#### [PROBLEM]
Give the number of lines below that contain the word "bool", and nothing else.

[Saved entries]
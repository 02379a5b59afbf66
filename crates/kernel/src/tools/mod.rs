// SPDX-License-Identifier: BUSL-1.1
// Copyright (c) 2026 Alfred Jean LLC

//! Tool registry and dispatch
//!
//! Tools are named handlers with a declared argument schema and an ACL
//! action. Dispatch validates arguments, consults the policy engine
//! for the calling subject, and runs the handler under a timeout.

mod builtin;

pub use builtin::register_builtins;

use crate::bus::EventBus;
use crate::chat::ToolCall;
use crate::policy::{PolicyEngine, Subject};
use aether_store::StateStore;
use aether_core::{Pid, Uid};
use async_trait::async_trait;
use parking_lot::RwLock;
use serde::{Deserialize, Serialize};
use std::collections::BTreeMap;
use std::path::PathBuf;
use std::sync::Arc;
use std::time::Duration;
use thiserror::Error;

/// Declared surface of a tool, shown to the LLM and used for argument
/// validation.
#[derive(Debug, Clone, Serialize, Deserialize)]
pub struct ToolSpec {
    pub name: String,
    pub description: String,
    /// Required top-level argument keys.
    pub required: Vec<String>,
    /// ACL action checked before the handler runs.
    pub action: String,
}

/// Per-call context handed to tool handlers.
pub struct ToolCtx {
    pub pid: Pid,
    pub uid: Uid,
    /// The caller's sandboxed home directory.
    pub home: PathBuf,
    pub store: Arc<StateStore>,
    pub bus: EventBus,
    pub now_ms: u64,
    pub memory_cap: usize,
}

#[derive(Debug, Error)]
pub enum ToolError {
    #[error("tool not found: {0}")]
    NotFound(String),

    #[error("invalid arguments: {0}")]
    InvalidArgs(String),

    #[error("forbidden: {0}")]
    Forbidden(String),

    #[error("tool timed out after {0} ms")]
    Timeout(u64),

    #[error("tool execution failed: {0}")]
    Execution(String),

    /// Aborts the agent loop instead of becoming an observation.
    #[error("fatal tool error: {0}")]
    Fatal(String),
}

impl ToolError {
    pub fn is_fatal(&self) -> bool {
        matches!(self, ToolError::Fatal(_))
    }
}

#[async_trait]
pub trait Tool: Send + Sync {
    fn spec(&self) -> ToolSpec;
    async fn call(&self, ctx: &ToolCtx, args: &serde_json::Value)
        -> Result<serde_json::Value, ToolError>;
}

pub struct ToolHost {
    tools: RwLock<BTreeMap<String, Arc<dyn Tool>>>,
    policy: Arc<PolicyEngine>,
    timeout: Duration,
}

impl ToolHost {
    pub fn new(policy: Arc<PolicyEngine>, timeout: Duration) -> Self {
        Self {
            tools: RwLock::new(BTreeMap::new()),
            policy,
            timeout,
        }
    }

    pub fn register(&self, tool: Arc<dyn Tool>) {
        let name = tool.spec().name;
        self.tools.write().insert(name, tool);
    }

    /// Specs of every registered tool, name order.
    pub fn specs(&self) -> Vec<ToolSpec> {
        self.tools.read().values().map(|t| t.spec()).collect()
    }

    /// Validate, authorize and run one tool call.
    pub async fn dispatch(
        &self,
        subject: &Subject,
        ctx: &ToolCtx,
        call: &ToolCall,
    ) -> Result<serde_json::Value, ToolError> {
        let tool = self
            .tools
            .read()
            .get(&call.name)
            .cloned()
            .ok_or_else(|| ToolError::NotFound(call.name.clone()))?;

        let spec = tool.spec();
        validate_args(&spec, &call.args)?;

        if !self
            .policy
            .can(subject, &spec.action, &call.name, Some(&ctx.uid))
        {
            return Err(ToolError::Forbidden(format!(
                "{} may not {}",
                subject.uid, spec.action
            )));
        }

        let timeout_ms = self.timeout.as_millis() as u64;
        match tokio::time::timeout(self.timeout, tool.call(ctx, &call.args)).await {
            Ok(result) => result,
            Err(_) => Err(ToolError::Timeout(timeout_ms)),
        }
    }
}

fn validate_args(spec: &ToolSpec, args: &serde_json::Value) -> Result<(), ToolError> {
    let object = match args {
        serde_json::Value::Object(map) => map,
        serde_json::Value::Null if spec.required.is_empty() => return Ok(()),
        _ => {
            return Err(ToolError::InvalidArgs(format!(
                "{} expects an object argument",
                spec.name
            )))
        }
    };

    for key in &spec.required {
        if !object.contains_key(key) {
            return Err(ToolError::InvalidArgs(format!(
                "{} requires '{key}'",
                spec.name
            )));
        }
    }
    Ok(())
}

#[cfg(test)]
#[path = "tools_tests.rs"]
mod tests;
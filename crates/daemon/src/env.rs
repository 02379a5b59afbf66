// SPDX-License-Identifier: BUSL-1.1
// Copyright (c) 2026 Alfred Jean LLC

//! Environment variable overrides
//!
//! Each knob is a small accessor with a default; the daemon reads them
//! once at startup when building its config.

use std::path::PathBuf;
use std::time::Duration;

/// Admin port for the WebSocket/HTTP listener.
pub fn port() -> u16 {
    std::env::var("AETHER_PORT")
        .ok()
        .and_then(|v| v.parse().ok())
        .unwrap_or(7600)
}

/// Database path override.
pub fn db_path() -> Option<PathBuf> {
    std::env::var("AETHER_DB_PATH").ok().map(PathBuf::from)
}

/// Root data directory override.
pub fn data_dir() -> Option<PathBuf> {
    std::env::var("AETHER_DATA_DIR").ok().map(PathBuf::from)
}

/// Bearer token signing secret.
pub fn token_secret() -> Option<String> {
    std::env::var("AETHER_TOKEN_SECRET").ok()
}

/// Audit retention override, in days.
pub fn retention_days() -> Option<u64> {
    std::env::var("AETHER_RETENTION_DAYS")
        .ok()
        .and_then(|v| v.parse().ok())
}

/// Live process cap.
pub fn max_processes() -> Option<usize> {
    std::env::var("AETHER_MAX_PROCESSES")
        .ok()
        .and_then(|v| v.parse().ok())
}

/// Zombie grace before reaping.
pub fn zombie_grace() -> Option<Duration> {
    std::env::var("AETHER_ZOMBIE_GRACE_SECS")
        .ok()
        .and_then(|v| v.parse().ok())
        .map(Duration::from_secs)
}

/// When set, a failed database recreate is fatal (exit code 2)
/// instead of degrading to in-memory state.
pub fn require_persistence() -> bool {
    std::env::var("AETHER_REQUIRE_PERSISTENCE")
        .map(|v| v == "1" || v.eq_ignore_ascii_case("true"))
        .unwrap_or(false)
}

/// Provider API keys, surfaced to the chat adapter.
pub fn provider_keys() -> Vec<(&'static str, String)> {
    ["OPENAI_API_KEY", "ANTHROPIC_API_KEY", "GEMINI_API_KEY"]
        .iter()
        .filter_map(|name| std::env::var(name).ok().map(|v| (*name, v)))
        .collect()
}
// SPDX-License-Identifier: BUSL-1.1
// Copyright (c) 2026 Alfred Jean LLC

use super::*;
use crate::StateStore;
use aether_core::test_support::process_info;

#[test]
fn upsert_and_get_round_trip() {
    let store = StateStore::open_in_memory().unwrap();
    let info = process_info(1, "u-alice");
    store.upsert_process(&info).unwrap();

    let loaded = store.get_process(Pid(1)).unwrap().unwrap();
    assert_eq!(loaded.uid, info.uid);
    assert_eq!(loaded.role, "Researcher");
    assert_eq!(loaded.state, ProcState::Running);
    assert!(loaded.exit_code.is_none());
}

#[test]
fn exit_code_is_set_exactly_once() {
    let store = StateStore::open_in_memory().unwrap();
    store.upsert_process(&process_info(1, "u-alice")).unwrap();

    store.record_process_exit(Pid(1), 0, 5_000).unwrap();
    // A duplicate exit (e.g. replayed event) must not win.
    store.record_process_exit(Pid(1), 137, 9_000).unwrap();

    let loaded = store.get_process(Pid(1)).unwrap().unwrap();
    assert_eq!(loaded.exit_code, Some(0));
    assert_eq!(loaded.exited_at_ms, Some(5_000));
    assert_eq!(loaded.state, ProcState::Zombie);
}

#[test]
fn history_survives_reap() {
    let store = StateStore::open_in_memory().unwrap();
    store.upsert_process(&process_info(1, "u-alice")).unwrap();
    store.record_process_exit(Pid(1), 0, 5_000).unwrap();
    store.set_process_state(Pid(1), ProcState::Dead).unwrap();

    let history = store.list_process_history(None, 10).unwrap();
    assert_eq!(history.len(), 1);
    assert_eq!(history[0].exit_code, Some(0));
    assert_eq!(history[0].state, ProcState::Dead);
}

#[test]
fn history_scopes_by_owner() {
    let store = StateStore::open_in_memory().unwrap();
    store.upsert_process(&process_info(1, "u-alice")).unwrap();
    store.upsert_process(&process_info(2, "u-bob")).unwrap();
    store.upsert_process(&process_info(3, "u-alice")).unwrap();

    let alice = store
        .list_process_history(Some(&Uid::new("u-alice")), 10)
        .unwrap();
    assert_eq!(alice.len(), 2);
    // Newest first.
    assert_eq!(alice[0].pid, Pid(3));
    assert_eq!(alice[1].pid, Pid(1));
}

#### [WORKED SOLUTION]
2